[Stored data entries]
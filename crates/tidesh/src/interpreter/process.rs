//! Process runner: external command lookup, spawning and waiting
//!
//! Foreground waits race the children against SIGINT/SIGTERM. A signal
//! received by the shell is forwarded to the children, which get a grace
//! period to exit before they are killed.

use std::os::unix::fs::PermissionsExt;
use std::os::unix::process::ExitStatusExt;
use std::path::{Path, PathBuf};
use std::process::{ExitStatus, Stdio};
use std::sync::Arc;
use std::time::Duration;

use futures_util::future::join_all;
use nix::sys::signal::{self, Signal};
use nix::unistd::Pid;
use tokio::io::{AsyncReadExt, AsyncWriteExt};
use tokio::process::{Child, Command};
use tokio::signal::unix::{SignalKind, signal as listen};
use tokio::task::JoinHandle;

use super::io::{ChildInput, ChildOutput, IoContext, SharedBuffer, lock};
use super::jobs::JobManager;
use crate::error::{Error, Result};

/// Find an executable for `name`.
///
/// Names containing `/` are taken as paths relative to `cwd`. Otherwise each
/// `PATH` entry is searched in order; an empty entry means `cwd`.
pub fn find_executable(name: &str, path_var: Option<&str>, cwd: &Path) -> Result<PathBuf> {
    if name.contains('/') {
        let path = cwd.join(name);
        return match executable_state(&path) {
            Some(true) => Ok(path),
            Some(false) => Err(not_executable(name)),
            None => Err(Error::CommandFailed {
                name: name.to_string(),
                message: "No such file or directory".to_string(),
                code: 127,
            }),
        };
    }

    let mut denied = false;
    for dir in path_var.unwrap_or("").split(':') {
        let dir = if dir.is_empty() { cwd.to_path_buf() } else { cwd.join(dir) };
        let candidate = dir.join(name);
        match executable_state(&candidate) {
            Some(true) => return Ok(candidate),
            Some(false) => denied = true,
            None => {}
        }
    }
    if denied {
        Err(not_executable(name))
    } else {
        Err(Error::CommandNotFound(name.to_string()))
    }
}

fn not_executable(name: &str) -> Error {
    Error::CommandFailed {
        name: name.to_string(),
        message: "Permission denied".to_string(),
        code: 126,
    }
}

/// `None` if missing, `Some(false)` if present but not a runnable file.
fn executable_state(path: &Path) -> Option<bool> {
    let meta = std::fs::metadata(path).ok()?;
    Some(meta.is_file() && meta.permissions().mode() & 0o111 != 0)
}

/// Shell exit status for a finished process: its code, or 128 + signal.
pub fn status_code(status: ExitStatus) -> i32 {
    status
        .code()
        .or_else(|| status.signal().map(|sig| 128 + sig))
        .unwrap_or(1)
}

/// What to run and where.
pub(crate) struct SpawnRequest<'a> {
    pub name: &'a str,
    pub program: &'a Path,
    pub args: &'a [String],
    pub env: &'a [(String, String)],
    pub cwd: &'a Path,
    pub io: &'a IoContext,
    /// Start in a new process group with stdin closed
    pub background: bool,
}

/// A spawned child plus the tasks moving its captured I/O.
#[derive(Debug)]
pub(crate) struct Running {
    pub name: String,
    child: Child,
    io_tasks: Vec<JoinHandle<()>>,
}

impl Running {
    pub fn pid(&self) -> Option<u32> {
        self.child.id()
    }

    /// Wait without signal handling, for background jobs.
    pub async fn wait_plain(mut self) -> i32 {
        let code = match self.child.wait().await {
            Ok(status) => status_code(status),
            Err(e) => {
                tracing::warn!(command = %self.name, error = %e, "wait failed");
                1
            }
        };
        self.finish_io().await;
        code
    }

    async fn finish_io(&mut self) {
        for task in self.io_tasks.drain(..) {
            let _ = task.await;
        }
    }
}

/// Start an external process.
pub(crate) fn spawn(req: SpawnRequest<'_>) -> Result<Running> {
    let mut cmd = Command::new(req.program);
    cmd.args(req.args)
        .env_clear()
        .envs(req.env.iter().map(|(k, v)| (k.as_str(), v.as_str())))
        .current_dir(req.cwd);

    let failed = |e: std::io::Error| Error::CommandFailed {
        name: req.name.to_string(),
        message: e.to_string(),
        code: 126,
    };

    let mut feed = None;
    if req.background {
        cmd.process_group(0);
        cmd.stdin(Stdio::null());
    } else {
        match req.io.stdin.child_input().map_err(failed)? {
            ChildInput::Stdio(stdio) => {
                cmd.stdin(stdio);
            }
            ChildInput::Feed(data) => {
                cmd.stdin(Stdio::piped());
                feed = Some(data);
            }
        }
    }

    let mut capture_out = None;
    match req.io.stdout.child_output().map_err(failed)? {
        ChildOutput::Stdio(stdio) => {
            cmd.stdout(stdio);
        }
        ChildOutput::Capture(buf) => {
            cmd.stdout(Stdio::piped());
            capture_out = Some(buf);
        }
    }
    let mut capture_err = None;
    match req.io.stderr.child_output().map_err(failed)? {
        ChildOutput::Stdio(stdio) => {
            cmd.stderr(stdio);
        }
        ChildOutput::Capture(buf) => {
            cmd.stderr(Stdio::piped());
            capture_err = Some(buf);
        }
    }

    let mut child = cmd.spawn().map_err(failed)?;
    tracing::debug!(command = %req.name, pid = ?child.id(), background = req.background, "spawned");

    let mut io_tasks = Vec::new();
    if let (Some(data), Some(mut stdin)) = (feed, child.stdin.take()) {
        io_tasks.push(tokio::spawn(async move {
            // the child may exit without reading everything
            let _ = stdin.write_all(&data).await;
        }));
    }
    if let (Some(buf), Some(out)) = (capture_out, child.stdout.take()) {
        io_tasks.push(tokio::spawn(drain_into(out, buf)));
    }
    if let (Some(buf), Some(err)) = (capture_err, child.stderr.take()) {
        io_tasks.push(tokio::spawn(drain_into(err, buf)));
    }

    Ok(Running {
        name: req.name.to_string(),
        child,
        io_tasks,
    })
}

async fn drain_into<R: tokio::io::AsyncRead + Unpin>(mut reader: R, buf: SharedBuffer) {
    let mut chunk = [0u8; 8192];
    loop {
        match reader.read(&mut chunk).await {
            Ok(0) | Err(_) => break,
            Ok(n) => lock(&buf).extend_from_slice(&chunk[..n]),
        }
    }
}

/// SIGINT/SIGTERM listeners for one foreground wait.
struct Interrupts {
    int: Option<tokio::signal::unix::Signal>,
    term: Option<tokio::signal::unix::Signal>,
}

impl Interrupts {
    fn install() -> Self {
        Self {
            int: listen(SignalKind::interrupt()).ok(),
            term: listen(SignalKind::terminate()).ok(),
        }
    }

    async fn recv(&mut self) -> Signal {
        async fn next(listener: &mut Option<tokio::signal::unix::Signal>) {
            match listener {
                Some(l) => {
                    if l.recv().await.is_none() {
                        std::future::pending::<()>().await;
                    }
                }
                None => std::future::pending::<()>().await,
            }
        }
        tokio::select! {
            _ = next(&mut self.int) => Signal::SIGINT,
            _ = next(&mut self.term) => Signal::SIGTERM,
        }
    }
}

/// Wait for foreground children, forwarding SIGINT/SIGTERM to them.
///
/// Returns each child's exit status in order. If the shell is signalled the
/// same signal goes to every child; children still running after `grace`
/// are killed and the wait fails with [`Error::Interrupted`]. Statements
/// running as background jobs pass `forward_signals = false` and simply wait.
pub(crate) async fn wait_foreground(
    mut children: Vec<Running>,
    grace: Duration,
    forward_signals: bool,
) -> Result<Vec<i32>> {
    if children.is_empty() {
        return Ok(Vec::new());
    }
    let outcome = {
        let waits = join_all(children.iter_mut().map(|r| r.child.wait()));
        if forward_signals {
            let mut interrupts = Interrupts::install();
            tokio::select! {
                statuses = waits => Ok(statuses),
                sig = interrupts.recv() => Err(sig),
            }
        } else {
            Ok(waits.await)
        }
    };

    match outcome {
        Ok(statuses) => {
            let mut codes = Vec::with_capacity(statuses.len());
            for (running, status) in children.iter_mut().zip(statuses) {
                running.finish_io().await;
                codes.push(match status {
                    Ok(status) => status_code(status),
                    Err(e) => {
                        return Err(Error::CommandFailed {
                            name: running.name.clone(),
                            message: e.to_string(),
                            code: 1,
                        });
                    }
                });
            }
            Ok(codes)
        }
        Err(sig) => {
            tracing::debug!(signal = ?sig, children = children.len(), "forwarding signal");
            for running in &children {
                if let Some(pid) = running.pid() {
                    if let Err(e) = signal::kill(Pid::from_raw(pid as i32), sig) {
                        tracing::warn!(command = %running.name, error = %e, "could not forward signal");
                    }
                }
            }
            for running in &mut children {
                if tokio::time::timeout(grace, running.child.wait()).await.is_err() {
                    tracing::warn!(command = %running.name, "child ignored signal, killing");
                    let _ = running.child.kill().await;
                }
                running.finish_io().await;
            }
            Err(Error::Interrupted { signal: sig as i32 })
        }
    }
}

/// Track a background child: register it as a job and mark the job done
/// when the process exits. Returns the job id.
pub(crate) fn track_background(running: Running, jobs: Arc<JobManager>, command_line: &str) -> (usize, Option<u32>) {
    let pid = running.pid();
    let id = jobs.add_job(pid, command_line);
    tokio::spawn(async move {
        let code = running.wait_plain().await;
        jobs.mark_done(id, code);
    });
    (id, pid)
}

/// Send SIGCONT to a background job's process group.
pub fn continue_group(pid: u32) -> Result<()> {
    signal::killpg(Pid::from_raw(pid as i32), Signal::SIGCONT)
        .map_err(|e| Error::Io(std::io::Error::from(e)))
}

#[cfg(test)]
#[allow(clippy::unwrap_used)]
mod tests {
    use super::*;
    use crate::interpreter::io::{Sink, Source, take_string};

    fn path_var() -> Option<String> {
        std::env::var("PATH").ok()
    }

    #[test]
    fn test_find_executable_on_path() {
        let found = find_executable("sh", path_var().as_deref(), Path::new("/")).unwrap();
        assert!(found.ends_with("sh"));
    }

    #[test]
    fn test_missing_command_is_127() {
        let err = find_executable("definitely-not-a-command-xyz", path_var().as_deref(), Path::new("/"))
            .unwrap_err();
        assert!(matches!(err, Error::CommandNotFound(_)));
        assert_eq!(err.exit_code(), 127);
    }

    #[test]
    fn test_non_executable_file_is_126() {
        let dir = tempfile::tempdir().unwrap();
        std::fs::write(dir.path().join("script"), "echo hi").unwrap();
        let err = find_executable("./script", None, dir.path()).unwrap_err();
        assert_eq!(err.exit_code(), 126);
        let err = find_executable("script", Some(dir.path().to_str().unwrap()), dir.path()).unwrap_err();
        assert_eq!(err.exit_code(), 126);
    }

    #[tokio::test]
    async fn test_spawn_captures_output_and_feeds_input() {
        let (stdout, out) = Sink::buffer();
        let io = IoContext {
            stdin: Source::bytes("fed\n"),
            stdout,
            stderr: Sink::Null,
        };
        let program = find_executable("cat", path_var().as_deref(), Path::new("/")).unwrap();
        let running = spawn(SpawnRequest {
            name: "cat",
            program: &program,
            args: &[],
            env: &[],
            cwd: Path::new("/"),
            io: &io,
            background: false,
        })
        .unwrap();
        let codes = wait_foreground(vec![running], Duration::from_secs(1), false).await.unwrap();
        assert_eq!(codes, vec![0]);
        assert_eq!(take_string(&out), "fed\n");
    }

    #[tokio::test]
    async fn test_exit_status_is_reported() {
        let (io, _, _) = IoContext::captured();
        let program = find_executable("sh", path_var().as_deref(), Path::new("/")).unwrap();
        let args = vec!["-c".to_string(), "exit 3".to_string()];
        let running = spawn(SpawnRequest {
            name: "sh",
            program: &program,
            args: &args,
            env: &[],
            cwd: Path::new("/"),
            io: &io,
            background: false,
        })
        .unwrap();
        assert_eq!(running.wait_plain().await, 3);
    }

    #[tokio::test]
    async fn test_background_job_completes() {
        let (io, _, _) = IoContext::captured();
        let jobs = Arc::new(JobManager::new());
        let program = find_executable("true", path_var().as_deref(), Path::new("/")).unwrap();
        let running = spawn(SpawnRequest {
            name: "true",
            program: &program,
            args: &[],
            env: &[],
            cwd: Path::new("/"),
            io: &io,
            background: true,
        })
        .unwrap();
        let (id, pid) = track_background(running, jobs.clone(), "true");
        assert_eq!(id, 1);
        assert!(pid.is_some());
        assert_eq!(jobs.wait(id).await, Some(0));
    }
}
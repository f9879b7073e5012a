//! End-to-end checks of the `tidesh` binary

use std::process::{Command, Output};

fn tidesh(args: &[&str]) -> Output {
    Command::new(env!("CARGO_BIN_EXE_tidesh"))
        .args(args)
        .output()
        .expect("failed to run tidesh")
}

#[test]
fn command_string_with_operands() {
    let out = tidesh(&["-c", "echo $0 $1", "zero", "one"]);
    assert!(out.status.success());
    assert_eq!(String::from_utf8_lossy(&out.stdout), "zero one\n");
}

#[test]
fn exit_status_is_propagated() {
    let out = tidesh(&["-c", "exit 4"]);
    assert_eq!(out.status.code(), Some(4));
}

#[test]
fn errexit_flag() {
    let out = tidesh(&["-e", "-c", "false; echo no"]);
    assert_eq!(out.status.code(), Some(1));
    assert!(out.stdout.is_empty());
}

#[test]
fn json_output() {
    let out = tidesh(&["--json", "-c", "echo hi; echo oops >&2; exit 2"]);
    assert_eq!(out.status.code(), Some(2));
    let text = String::from_utf8_lossy(&out.stdout);
    assert_eq!(text.trim(), r#"{"stdout":"hi\n","stderr":"oops\n","exit_code":2}"#);
}

#[test]
fn script_file_with_arguments() {
    let dir = tempfile::tempdir().unwrap();
    let path = dir.path().join("greet.sh");
    std::fs::write(&path, "echo \"hello $1 from ${0##*/}\"\n").unwrap();
    let out = tidesh(&[path.to_str().unwrap(), "there"]);
    assert_eq!(String::from_utf8_lossy(&out.stdout), "hello there from greet.sh\n");
}

#[test]
fn invalid_option_name_fails() {
    let out = tidesh(&["-o", "bogus", "-c", "true"]);
    assert!(!out.status.success());
    assert!(String::from_utf8_lossy(&out.stderr).contains("bogus: invalid option name"));
}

◆ WHAT YOU NEED TO DO
Word for word, please print every line from the beginning of the records to the line bearing "let path = cwd.join(name);", counting both ends and stopping there.

◆ WRITTEN REPLY
filename crates/tidesh/src/interpreter/process.rs
//! Process runner: external command lookup, spawning and waiting
//!
//! Foreground waits race the children against SIGINT/SIGTERM. A signal
//! received by the shell is forwarded to the children, which get a grace
//! period to exit before they are killed.

use std::os::unix::fs::PermissionsExt;
use std::os::unix::process::ExitStatusExt;
use std::path::{Path, PathBuf};
use std::process::{ExitStatus, Stdio};
use std::sync::Arc;
use std::time::Duration;

use futures_util::future::join_all;
use nix::sys::signal::{self, Signal};
use nix::unistd::Pid;
use tokio::io::{AsyncReadExt, AsyncWriteExt};
use tokio::process::{Child, Command};
use tokio::signal::unix::{SignalKind, signal as listen};
use tokio::task::JoinHandle;

use super::io::{ChildInput, ChildOutput, IoContext, SharedBuffer, lock};
use super::jobs::JobManager;
use crate::error::{Error, Result};

/// Find an executable for `name`.
///
/// Names containing `/` are taken as paths relative to `cwd`. Otherwise each
/// `PATH` entry is searched in order; an empty entry means `cwd`.
pub fn find_executable(name: &str, path_var: Option<&str>, cwd: &Path) -> Result<PathBuf> {
    if name.contains('/') {
        let path = cwd.join(name);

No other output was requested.